(Exercise goal)
Across all the records, filter for lines with the word "from" and copy them.

Segment Start: Task data

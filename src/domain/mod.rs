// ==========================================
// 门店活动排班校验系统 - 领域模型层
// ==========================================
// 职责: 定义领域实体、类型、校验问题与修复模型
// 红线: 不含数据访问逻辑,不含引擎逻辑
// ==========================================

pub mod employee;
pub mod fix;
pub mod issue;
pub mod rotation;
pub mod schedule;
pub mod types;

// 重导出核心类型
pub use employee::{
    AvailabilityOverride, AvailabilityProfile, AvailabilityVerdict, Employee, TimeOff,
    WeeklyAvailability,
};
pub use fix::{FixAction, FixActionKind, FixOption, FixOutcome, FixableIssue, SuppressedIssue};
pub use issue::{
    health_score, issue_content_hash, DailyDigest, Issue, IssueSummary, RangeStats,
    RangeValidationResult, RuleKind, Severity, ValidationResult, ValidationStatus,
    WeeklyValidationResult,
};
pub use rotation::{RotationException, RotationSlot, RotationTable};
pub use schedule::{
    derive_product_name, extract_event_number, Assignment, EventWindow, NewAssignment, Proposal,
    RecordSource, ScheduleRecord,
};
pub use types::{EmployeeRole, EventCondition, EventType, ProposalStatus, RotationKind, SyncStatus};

Segment End: Task data
Segment Start: Task data

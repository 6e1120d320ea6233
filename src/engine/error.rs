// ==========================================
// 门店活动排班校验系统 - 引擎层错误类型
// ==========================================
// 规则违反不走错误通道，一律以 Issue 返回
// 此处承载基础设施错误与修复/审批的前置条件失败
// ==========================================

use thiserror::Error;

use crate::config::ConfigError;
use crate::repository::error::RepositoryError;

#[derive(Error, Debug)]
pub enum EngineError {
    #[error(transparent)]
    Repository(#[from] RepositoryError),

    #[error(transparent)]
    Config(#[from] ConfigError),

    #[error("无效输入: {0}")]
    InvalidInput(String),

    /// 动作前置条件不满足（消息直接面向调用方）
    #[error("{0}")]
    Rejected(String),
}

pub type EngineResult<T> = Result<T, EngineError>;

Segment End: Task data

(Exercise response)
    Repository(#[from] RepositoryError),
    Config(#[from] ConfigError),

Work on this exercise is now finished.